- Developer: EA Tiburon
- Publisher: Global VR
- Series: EA Sports NASCAR
- Platform: Arcade
- Release: NA: 2007;
- Genre: Racing game
- Modes: Single-player, multiplayer

= EA Sports NASCAR Racing =

2007 video game

EA Sports NASCAR Team Racing is an arcade racing game developed by EA Tiburon and released by Global VR. It is part of the EA Sports NASCAR series. The game was released on Friday August 3, 2007 at the AAMA Gala. Up to four racers (10 with the version 1.1 update) race against each other and the CPU in one of the major NASCAR tracks (i.e. Daytona International Speedway, Indianapolis Motor Speedway, etc.). Damage is visible but does not affect performance (until one crashes), and AI will frequently wreck. At the end of each race the racer receives a halo if they did not try to ram other racers and a pair of red horns if they did. The cabinet for the game supports motion feedback (but makes turning harder). The game features a selection of songs from the soundtrack of NASCAR 2005: Chase for the Cup.

This game is available in 3 cabinet versions a standard-32" LCD, deluxe-42" LCD, and motion platform-57" LCD cabinets.

== Software updates ==
Global VR has made version 1.1 of the NASCAR Racing Software available in October 2007. This update allows up to 10 cabinets to be linked together as opposed to four with the 1.0 version of the software. This feature makes the game more like the Daytona USA arcade game.

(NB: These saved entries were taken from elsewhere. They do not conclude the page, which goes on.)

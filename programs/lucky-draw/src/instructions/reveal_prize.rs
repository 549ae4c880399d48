use anchor_lang::prelude::*;

use crate::constants::*;
use crate::events::CelebrationTriggered;
use crate::state::{DrawConfig, DrawSession};

/// Accounts required to run the reveal crank (card moves to the front).
#[derive(Accounts)]
pub struct RevealPrize<'info> {
    pub payer: Signer<'info>,

    #[account(
        seeds = [DRAW_CONFIG_SEED],
        bump = draw_config.bump,
    )]
    pub draw_config: Account<'info, DrawConfig>,

    #[account(
        mut,
        seeds = [DRAW_SESSION_SEED],
        bump = draw_session.bump,
    )]
    pub draw_session: Account<'info, DrawSession>,
}

/// Accounts required to run the fade crank (displayed label fades out).
#[derive(Accounts)]
pub struct FadePrize<'info> {
    pub payer: Signer<'info>,

    #[account(
        mut,
        seeds = [DRAW_SESSION_SEED],
        bump = draw_session.bump,
    )]
    pub draw_session: Account<'info, DrawSession>,
}

/// Moves the drawn card to the front and fires the celebration: confetti
/// parameters plus a win sound cue, all fire-and-forget for subscribers.
pub fn process_reveal_prize(ctx: Context<RevealPrize>, generation: u64) -> Result<()> {
    let clock = Clock::get()?;
    let config = &ctx.accounts.draw_config;
    let session = &mut ctx.accounts.draw_session;

    let prize_id = session.reveal(generation, clock.slot, config.fade_delay)?;

    emit!(CelebrationTriggered {
        generation: session.generation,
        prize_id,
        particle_count: CONFETTI_PARTICLE_COUNT,
        spread_degrees: CONFETTI_SPREAD_DEGREES,
        ticks: CONFETTI_TICKS,
        origin_left_x_pct: CONFETTI_ORIGIN_LEFT_X_PCT,
        origin_right_x_pct: CONFETTI_ORIGIN_RIGHT_X_PCT,
        origin_y_pct: CONFETTI_ORIGIN_Y_PCT,
        sound: SOUND_WIN.to_string(),
    });
    msg!("Prize {} revealed, fade due at slot {}", prize_id, session.deadline_slot);
    Ok(())
}

/// Fades the displayed label. No pool mutation; the entry stays drawn.
pub fn process_fade_prize(ctx: Context<FadePrize>, generation: u64) -> Result<()> {
    let clock = Clock::get()?;
    let session = &mut ctx.accounts.draw_session;
    session.fade(generation, clock.slot)?;
    msg!("Prize label faded");
    Ok(())
}
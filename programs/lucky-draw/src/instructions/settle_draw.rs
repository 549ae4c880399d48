use anchor_lang::prelude::*;
use switchboard_on_demand::accounts::RandomnessAccountData;

use crate::constants::*;
use crate::error::ErrorCode;
use crate::events::{DrawFailed, PrizeDrawn};
use crate::state::{DrawConfig, DrawSession, PrizePool};

/// Accounts required to settle a spin once its deadline has passed.
///
/// This ensures that:
/// 1. The randomness account provided matches the committed one, which is
///    consumed here so a later spin cannot reuse the same reveal.
/// 2. The spin duration has elapsed.
/// 3. The crank belongs to the current session generation.
#[derive(Accounts)]
pub struct SettleDraw<'info> {
    pub payer: Signer<'info>,

    #[account(
        mut,
        seeds = [DRAW_CONFIG_SEED],
        bump = draw_config.bump,
    )]
    pub draw_config: Account<'info, DrawConfig>,

    #[account(
        mut,
        seeds = [PRIZE_POOL_SEED],
        bump = prize_pool.bump,
    )]
    pub prize_pool: Account<'info, PrizePool>,

    #[account(
        mut,
        seeds = [DRAW_SESSION_SEED],
        bump = draw_session.bump,
    )]
    pub draw_session: Account<'info, DrawSession>,

    /// The randomness oracle account providing verifiable randomness.
    /// CHECK: The account's data is validated manually within the handler.
    pub randomness_account_data: UncheckedAccount<'info>,
}

/// The spin timeout: picks one undrawn entry uniformly, marks it drawn and
/// arms the reveal. An exhausted pool is a user notice, not a failure; the
/// session just returns to Idle.
pub fn process_settle_draw(ctx: Context<SettleDraw>, generation: u64) -> Result<()> {
    let clock = Clock::get()?;
    let config = &mut ctx.accounts.draw_config;
    let pool = &mut ctx.accounts.prize_pool;
    let session = &mut ctx.accounts.draw_session;

    config.consume_committed_randomness(ctx.accounts.randomness_account_data.key())?;

    let randomness_data =
        RandomnessAccountData::parse(ctx.accounts.randomness_account_data.data.borrow())
            .map_err(|_| ErrorCode::IncorrectRandomnessAccount)?;
    let revealed_random_value = randomness_data
        .get_value(&clock)
        .map_err(|_| ErrorCode::RandomnessNotResolved)?;

    match session.settle(
        pool,
        generation,
        clock.slot,
        &revealed_random_value,
        config.reveal_delay,
    )? {
        Some(entry) => {
            msg!("Drawn: {} (id {})", entry.label, entry.id);
            emit!(PrizeDrawn {
                generation: session.generation,
                prize_id: entry.id,
                label: entry.label,
                undrawn_remaining: pool.undrawn_count() as u32,
                slot: clock.slot,
            });
        }
        None => {
            msg!("All prizes already drawn, nothing to select");
            emit!(DrawFailed {
                generation,
                slot: clock.slot,
            });
        }
    }
    Ok(())
}
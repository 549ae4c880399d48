use anchor_lang::prelude::*;

use crate::constants::*;
use crate::state::{DrawSession, PrizePool};

/// Accounts required to reset the game.
#[derive(Accounts)]
pub struct ResetDraw<'info> {
    pub payer: Signer<'info>,

    #[account(
        mut,
        seeds = [PRIZE_POOL_SEED],
        bump = prize_pool.bump,
    )]
    pub prize_pool: Account<'info, PrizePool>,

    #[account(
        mut,
        seeds = [DRAW_SESSION_SEED],
        bump = draw_session.bump,
    )]
    pub draw_session: Account<'info, DrawSession>,
}

/// Clears every drawn flag and the current selection. Pool identity and
/// order are untouched. Blocked while a spin, return or shuffle runs.
pub fn process_reset_draw(ctx: Context<ResetDraw>) -> Result<()> {
    let pool = &mut ctx.accounts.prize_pool;
    let session = &mut ctx.accounts.draw_session;
    session.reset(pool)?;
    msg!(
        "Draw reset: {} prizes back in the pool, generation {}",
        pool.entries.len(),
        session.generation
    );
    Ok(())
}
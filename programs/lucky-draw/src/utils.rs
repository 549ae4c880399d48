use solana_program::keccak::hashv;

// https://docs.chain.link/docs/chainlink-vrf-best-practices/#getting-multiple-random-number

/// Expands one revealed randomness value into a stream of u64s, so a single
/// oracle round can drive both the index pick and every Fisher-Yates swap.
pub fn random_u64(seed: &[u8; 32], nonce: u64) -> u64 {
    let hash = hashv(&[seed, &nonce.to_le_bytes()]);
    u64::from_le_bytes(
        hash.to_bytes()[0..8]
            .try_into()
            .expect("slice with incorrect length"),
    )
}

/// Fisher-Yates permutation driven by the expanded randomness stream.
pub fn permute_in_place<T>(items: &mut [T], seed: &[u8; 32]) {
    for i in (1..items.len()).rev() {
        let j = (random_u64(seed, i as u64) % (i as u64 + 1)) as usize;
        items.swap(i, j);
    }
}

/// Formats the civil date of a unix timestamp as YYYYMMDD digits, the
/// derived unlock code of the card variant's child lock.
pub fn date_code_from_unix(unix_ts: i64) -> u32 {
    let days = unix_ts.div_euclid(86_400);
    let z = days + 719_468;
    let era = z.div_euclid(146_097);
    let doe = z.rem_euclid(146_097);
    let yoe = (doe - doe / 1460 + doe / 36_524 - doe / 146_096) / 365;
    let doy = doe - (365 * yoe + yoe / 4 - yoe / 100);
    let mp = (5 * doy + 2) / 153;
    let day = doy - (153 * mp + 2) / 5 + 1;
    let month = if mp < 10 { mp + 3 } else { mp - 9 };
    let year = yoe + era * 400 + i64::from(month <= 2);
    (year as u32) * 10_000 + (month as u32) * 100 + day as u32
}
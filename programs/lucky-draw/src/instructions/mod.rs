pub mod admin;
pub mod commit_randomness;
pub mod reset_draw;
pub mod reveal_prize;
pub mod settings;
pub mod settle_draw;
pub mod shuffle;
pub mod trigger_draw;

pub use admin::*;
pub use commit_randomness::*;
pub use reset_draw::*;
pub use reveal_prize::*;
pub use settings::*;
pub use settle_draw::*;
pub use shuffle::*;
pub use trigger_draw::*;
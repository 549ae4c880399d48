use anchor_lang::prelude::*;

use crate::constants::*;
use crate::state::{DrawConfig, DrawSession, PrizePool, TriggerAction};

/// Accounts required to press the draw button.
///
/// The trigger is permissionless: anyone tapping the deck can spin. Phase
/// guards in the session keep concurrent taps from overlapping.
#[derive(Accounts)]
pub struct TriggerDraw<'info> {
    pub payer: Signer<'info>,

    #[account(
        seeds = [DRAW_CONFIG_SEED],
        bump = draw_config.bump,
    )]
    pub draw_config: Account<'info, DrawConfig>,

    #[account(
        seeds = [PRIZE_POOL_SEED],
        bump = prize_pool.bump,
    )]
    pub prize_pool: Account<'info, PrizePool>,

    #[account(
        mut,
        seeds = [DRAW_SESSION_SEED],
        bump = draw_session.bump,
    )]
    pub draw_session: Account<'info, DrawSession>,
}

/// Starts a spin, or the return transition when a previous result is still
/// on display. A trigger mid-spin or mid-shuffle fails and changes nothing.
pub fn process_trigger_draw(ctx: Context<TriggerDraw>) -> Result<()> {
    let clock = Clock::get()?;
    let config = &ctx.accounts.draw_config;
    let session = &mut ctx.accounts.draw_session;

    let action = session.trigger(
        &ctx.accounts.prize_pool,
        clock.slot,
        config.spin_duration,
        config.return_duration,
    )?;

    match action {
        TriggerAction::SpinStarted => {
            msg!(
                "Spin started: generation {}, settles at slot {}",
                session.generation,
                session.deadline_slot
            );
        }
        TriggerAction::ReturnStarted => {
            msg!(
                "Previous card returning, due at slot {}",
                session.deadline_slot
            );
        }
    }
    Ok(())
}
use anchor_lang::prelude::*;
use switchboard_on_demand::accounts::RandomnessAccountData;

use crate::constants::*;
use crate::error::ErrorCode;
use crate::events::{PoolShuffled, ShuffleStarted};
use crate::state::{DrawConfig, DrawSession, PrizePool};

/// Accounts required to kick off the three-phase red-packet shuffle.
#[derive(Accounts)]
pub struct StartShuffle<'info> {
    pub payer: Signer<'info>,

    #[account(
        seeds = [DRAW_CONFIG_SEED],
        bump = draw_config.bump,
    )]
    pub draw_config: Account<'info, DrawConfig>,

    #[account(
        mut,
        seeds = [DRAW_SESSION_SEED],
        bump = draw_session.bump,
    )]
    pub draw_session: Account<'info, DrawSession>,
}

/// Accounts required to advance a scatter into the converge phase.
#[derive(Accounts)]
pub struct ConvergeShuffle<'info> {
    pub payer: Signer<'info>,

    #[account(
        seeds = [DRAW_CONFIG_SEED],
        bump = draw_config.bump,
    )]
    pub draw_config: Account<'info, DrawConfig>,

    #[account(
        mut,
        seeds = [DRAW_SESSION_SEED],
        bump = draw_session.bump,
    )]
    pub draw_session: Account<'info, DrawSession>,
}

/// Accounts required to apply the final permutation to the pool.
#[derive(Accounts)]
pub struct FinishShuffle<'info> {
    pub payer: Signer<'info>,

    #[account(
        mut,
        seeds = [DRAW_CONFIG_SEED],
        bump = draw_config.bump,
    )]
    pub draw_config: Account<'info, DrawConfig>,

    #[account(
        mut,
        seeds = [PRIZE_POOL_SEED],
        bump = prize_pool.bump,
    )]
    pub prize_pool: Account<'info, PrizePool>,

    #[account(
        mut,
        seeds = [DRAW_SESSION_SEED],
        bump = draw_session.bump,
    )]
    pub draw_session: Account<'info, DrawSession>,

    /// The randomness oracle account providing verifiable randomness.
    /// CHECK: The account's data is validated manually within the handler.
    pub randomness_account_data: UncheckedAccount<'info>,
}

pub fn process_start_shuffle(ctx: Context<StartShuffle>) -> Result<()> {
    let clock = Clock::get()?;
    let config = &ctx.accounts.draw_config;
    let session = &mut ctx.accounts.draw_session;

    session.start_shuffle(clock.slot, config.scatter_duration)?;

    msg!(
        "Shuffle started, scatter until slot {}",
        session.deadline_slot
    );
    emit!(ShuffleStarted {
        generation: session.generation,
        sound: SOUND_CLICK.to_string(),
        slot: clock.slot,
    });
    Ok(())
}

/// The scatter timeout: packets turn around and head back to center.
pub fn process_converge_shuffle(ctx: Context<ConvergeShuffle>, generation: u64) -> Result<()> {
    let clock = Clock::get()?;
    let config = &ctx.accounts.draw_config;
    let session = &mut ctx.accounts.draw_session;

    session.converge_shuffle(generation, clock.slot, config.converge_duration)?;

    msg!("Shuffle converging until slot {}", session.deadline_slot);
    Ok(())
}

/// The converge timeout: the pool order is permuted with oracle randomness
/// and the session settles back to Idle.
pub fn process_finish_shuffle(ctx: Context<FinishShuffle>, generation: u64) -> Result<()> {
    let clock = Clock::get()?;
    let config = &mut ctx.accounts.draw_config;
    let pool = &mut ctx.accounts.prize_pool;
    let session = &mut ctx.accounts.draw_session;

    config.consume_committed_randomness(ctx.accounts.randomness_account_data.key())?;

    let randomness_data =
        RandomnessAccountData::parse(ctx.accounts.randomness_account_data.data.borrow())
            .map_err(|_| ErrorCode::IncorrectRandomnessAccount)?;
    let revealed_random_value = randomness_data
        .get_value(&clock)
        .map_err(|_| ErrorCode::RandomnessNotResolved)?;

    session.finish_shuffle(pool, generation, clock.slot, &revealed_random_value)?;

    msg!("Pool shuffled, {} entries reordered", pool.entries.len());
    emit!(PoolShuffled {
        generation,
        slot: clock.slot,
    });
    Ok(())
}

In early 2009 the version 1.5 track and team update was launched. Changes include the addition of Atlanta Motor Speedway and Watkins Glen International, updated teams and drivers and car sponsors as well as NASCAR's "Car of Tomorrow", and removes the songs from NASCAR 2005 in favor of a generic, non-licensed soundtrack.

==NASCAR Team Racing==

In 2010, Global VR released a sequel to EA Sports NASCAR Racing called NASCAR Team Racing. In Team Racing, the driver rosters have been updated, but drivers like Jeff Gordon and Jimmie Johnson were excluded from the game. Team Racing also featured the introduction of Texas Motor Speedway and Michigan International Speedway, as well as the fantasy track Crag Canyon.